J'avais 12 ans et elle a beaucoup compté pour moi à cette époque. C’est un attendrissant souvenir qui me ramène à elle.
La soixantaine pensive et réfléchie, elle aurait pu inspirer la Comtesse de Ségur pour une petite fille modèle qui aurait eu quelques années de plus. Elle a un visage sage et élégant, témoin léger du passage du temps. Le gris fumé de son éternel chignon l’emporte sur quelques mèches blanches égarées, ce qui lui donne l’aspect combatif d’une jeunesse d’âme.

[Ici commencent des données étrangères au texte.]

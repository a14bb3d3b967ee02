//! API server configuration

use std::env;
use std::fmt;
use std::str::FromStr;

use anyhow::{bail, Context, Result};
use catalog_shared_config::{
    get_env_or_default, parse_env, CommonConfig, DatabaseConfig, Environment,
};

use crate::services::auth::{AuthConfig, DEFAULT_INITIAL_PASSWORD};

/// Minimum required length for JWT_SECRET to be considered secure
const MIN_JWT_SECRET_LENGTH: usize = 32;

/// Signing secret used when none is configured outside production
const DEVELOPMENT_JWT_SECRET: &str = "development-secret-change-in-production";

/// Where catalog data lives
#[derive(Debug, Clone, Copy, PartialEq, Eq, Default)]
pub enum StoreBackend {
    #[default]
    Postgres,
    /// Process-local tables, lost on restart
    Memory,
}

impl FromStr for StoreBackend {
    type Err = anyhow::Error;

    fn from_str(s: &str) -> Result<Self> {
        match s.trim().to_lowercase().as_str() {
            "postgres" | "postgresql" | "" => Ok(Self::Postgres),
            "memory" | "in-memory" => Ok(Self::Memory),
            other => bail!("unknown STORE_BACKEND '{}', expected 'postgres' or 'memory'", other),
        }
    }
}

impl fmt::Display for StoreBackend {
    fn fmt(&self, f: &mut fmt::Formatter<'_>) -> fmt::Result {
        match self {
            Self::Postgres => write!(f, "postgres"),
            Self::Memory => write!(f, "memory"),
        }
    }
}

/// API server configuration loaded from environment variables
#[derive(Debug, Clone)]
pub struct Config {
    /// Common configuration shared with other services
    pub common: CommonConfig,

    /// Server port (default: 8080)
    pub port: u16,

    /// JWT secret for signing bearer tokens
    pub jwt_secret: String,

    /// Token lifetime as a duration string (default: 1h)
    pub token_expiry: String,

    /// Credential for users registered without a password
    pub initial_user_password: String,

    /// CORS allowed origins (optional)
    pub cors_allowed_origins: Option<Vec<String>>,

    /// Storage backend (default: postgres)
    pub store_backend: StoreBackend,
}

impl Config {
    /// Load configuration from environment variables
    ///
    /// In production mode, this function requires:
    /// - `JWT_SECRET`: Must be set and at least 32 characters long
    /// - `INITIAL_USER_PASSWORD`: Must be explicitly set
    /// - `DATABASE_URL`: Must be explicitly set when the store is Postgres
    ///
    /// In development/staging mode, sensible defaults are used for convenience.
    pub fn from_env() -> Result<Self> {
        let environment = Environment::from_env();
        let is_production = environment.is_production();

        let store_backend: StoreBackend = get_env_or_default("STORE_BACKEND", "postgres").parse()?;

        let jwt_secret = Self::load_jwt_secret(is_production)?;
        let initial_user_password = Self::load_initial_password(is_production)?;

        if is_production && store_backend == StoreBackend::Postgres {
            Self::validate_database_url()?;
        }

        let common = CommonConfig::from_env()
            .map_err(|e| anyhow::anyhow!("Failed to load config: {}", e))?;

        Ok(Self {
            common,

            port: parse_env("PORT", 8080).context("Invalid PORT value")?,

            jwt_secret,

            token_expiry: get_env_or_default("TOKEN_EXPIRY", "1h"),

            initial_user_password,

            cors_allowed_origins: env::var("CORS_ORIGINS").ok().map(|s| {
                s.split(',')
                    .map(|s| s.trim().to_string())
                    .filter(|s| !s.is_empty())
                    .collect()
            }),

            store_backend,
        })
    }

    /// Load and validate JWT_SECRET
    ///
    /// In production it must be set and at least [`MIN_JWT_SECRET_LENGTH`]
    /// characters; elsewhere a default is used with a warning.
    fn load_jwt_secret(is_production: bool) -> Result<String> {
        match env::var("JWT_SECRET") {
            Ok(secret) if !secret.is_empty() => {
                if is_production && secret.len() < MIN_JWT_SECRET_LENGTH {
                    bail!(
                        "JWT_SECRET must be at least {} characters in production (got {})",
                        MIN_JWT_SECRET_LENGTH,
                        secret.len()
                    );
                }
                Ok(secret)
            }
            _ if is_production => {
                bail!(
                    "JWT_SECRET environment variable is required in production. \
                     Please set a secure secret of at least {} characters.",
                    MIN_JWT_SECRET_LENGTH
                );
            }
            _ => {
                tracing::warn!(
                    "JWT_SECRET not set, using insecure default. \
                     This is only acceptable in development mode."
                );
                Ok(DEVELOPMENT_JWT_SECRET.to_string())
            }
        }
    }

    /// Load INITIAL_USER_PASSWORD
    ///
    /// In production it must be set; elsewhere it defaults to `secret`.
    fn load_initial_password(is_production: bool) -> Result<String> {
        match env::var("INITIAL_USER_PASSWORD") {
            Ok(password) if !password.is_empty() => Ok(password),
            _ if is_production => {
                bail!(
                    "INITIAL_USER_PASSWORD environment variable is required in production. \
                     Users created without a password receive this credential."
                );
            }
            _ => Ok(DEFAULT_INITIAL_PASSWORD.to_string()),
        }
    }

    /// Validate that DATABASE_URL is explicitly set in production
    fn validate_database_url() -> Result<()> {
        match env::var("DATABASE_URL") {
            Ok(url) if !url.is_empty() => Ok(()),
            _ => {
                bail!(
                    "DATABASE_URL environment variable is required in production. \
                     Please set your PostgreSQL connection string."
                );
            }
        }
    }

    /// Settings for the token/credential service
    pub fn auth_config(&self) -> AuthConfig {
        AuthConfig::with_expiry_string(self.jwt_secret.clone(), &self.token_expiry)
            .with_initial_password(self.initial_user_password.clone())
    }

    /// Get database configuration
    pub fn database(&self) -> &DatabaseConfig {
        &self.common.database
    }

    /// Get environment mode
    pub fn environment(&self) -> Environment {
        self.common.environment
    }

    /// Check if running in production
    pub fn is_production(&self) -> bool {
        self.common.environment.is_production()
    }
}
//! Mock Backend Gateway for Testing
//!
//! Returns queued replies after a fixed latency and records every request.

use async_trait::async_trait;
use std::collections::VecDeque;
use std::sync::atomic::{AtomicBool, Ordering};
use std::sync::Mutex;
use std::time::Duration;
use krrish::backend::{BackendError, BackendGateway, ChatReply, ChatRequest};

pub struct MockGateway {
    replies: Mutex<VecDeque<Result<ChatReply, BackendError>>>,
    latency: Duration,
    online: AtomicBool,
    /// All requests received (for verification)
    pub requests: Mutex<Vec<ChatRequest>>,
}

impl MockGateway {
    pub fn new() -> Self {
        Self {
            replies: Mutex::new(VecDeque::new()),
            latency: Duration::from_millis(200),
            online: AtomicBool::new(true),
            requests: Mutex::new(Vec::new()),
        }
    }

    /// Queue a successful reply
    pub fn reply(self, text: &str) -> Self {
        self.replies.lock().unwrap().push_back(Ok(ChatReply {
            response: text.to_string(),
        }));
        self
    }

    /// Queue a failure
    pub fn fail(self, error: BackendError) -> Self {
        self.replies.lock().unwrap().push_back(Err(error));
        self
    }

    pub fn offline(self) -> Self {
        self.online.store(false, Ordering::SeqCst);
        self
    }

    pub fn get_requests(&self) -> Vec<ChatRequest> {
        self.requests.lock().unwrap().clone()
    }
}

impl Default for MockGateway {
    fn default() -> Self {
        Self::new()
    }
}

#[async_trait]
impl BackendGateway for MockGateway {
    async fn send(&self, request: &ChatRequest) -> Result<ChatReply, BackendError> {
        self.requests.lock().unwrap().push(request.clone());
        tokio::time::sleep(self.latency).await;
        let next = self.replies.lock().unwrap().pop_front();
        next.unwrap_or_else(|| {
            Ok(ChatReply {
                response: "Mock reply".to_string(),
            })
        })
    }

    async fn health_check(&self) -> bool {
        self.online.load(Ordering::SeqCst)
    }

    fn name(&self) -> &str {
        "mock"
    }
}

Il y a chez certaines personnes une philosophie de la vie qui émane d’elles dès le premier contact. Physiquement et intellectuellement, il se dégage d’elle un mélange de tradition et d’ouverture d’esprit qui la rendait très attentive et à l’écoute de ses élèves. Elle nous répétait souvent que le voussoiement qu’elle pratiquait était non pas un signe de distance mais une sincère marque de respect.
Cette adorable femme m’avait voué dès ma première copie une véritable affection. Elle me trouvait d’une sensibilité et d’un talent hors-pair. Je nous savais liés par une incroyable complicité.
Pour continuer à lui plaire, je soignais mes copies comme jamais. Je documentais mes fiches de lecture de « Vendredi ou la vie sauvage », « Croc-Blanc » ou « La gloire de mon père » en les illustrant par des photos des auteurs, des représentations des personnages. C’était ma touche personnelle, mon originalité, ma marque de fabrique.
Toujours en retard, je terminais de recopier mes brouillons chez moi le matin même de la remise des copies. Même les mal inspirées, les mal achevées se retrouvaient par miracle classées malgré tout dans les meilleures.
Je me souviens qu'elle souhaitait que je devienne écrivain...
Hier au Théâtre, elle m'a confessé qu'elle avait, en cachette à l'époque du Collège, recopié une de mes rédactions pour la garder en souvenir...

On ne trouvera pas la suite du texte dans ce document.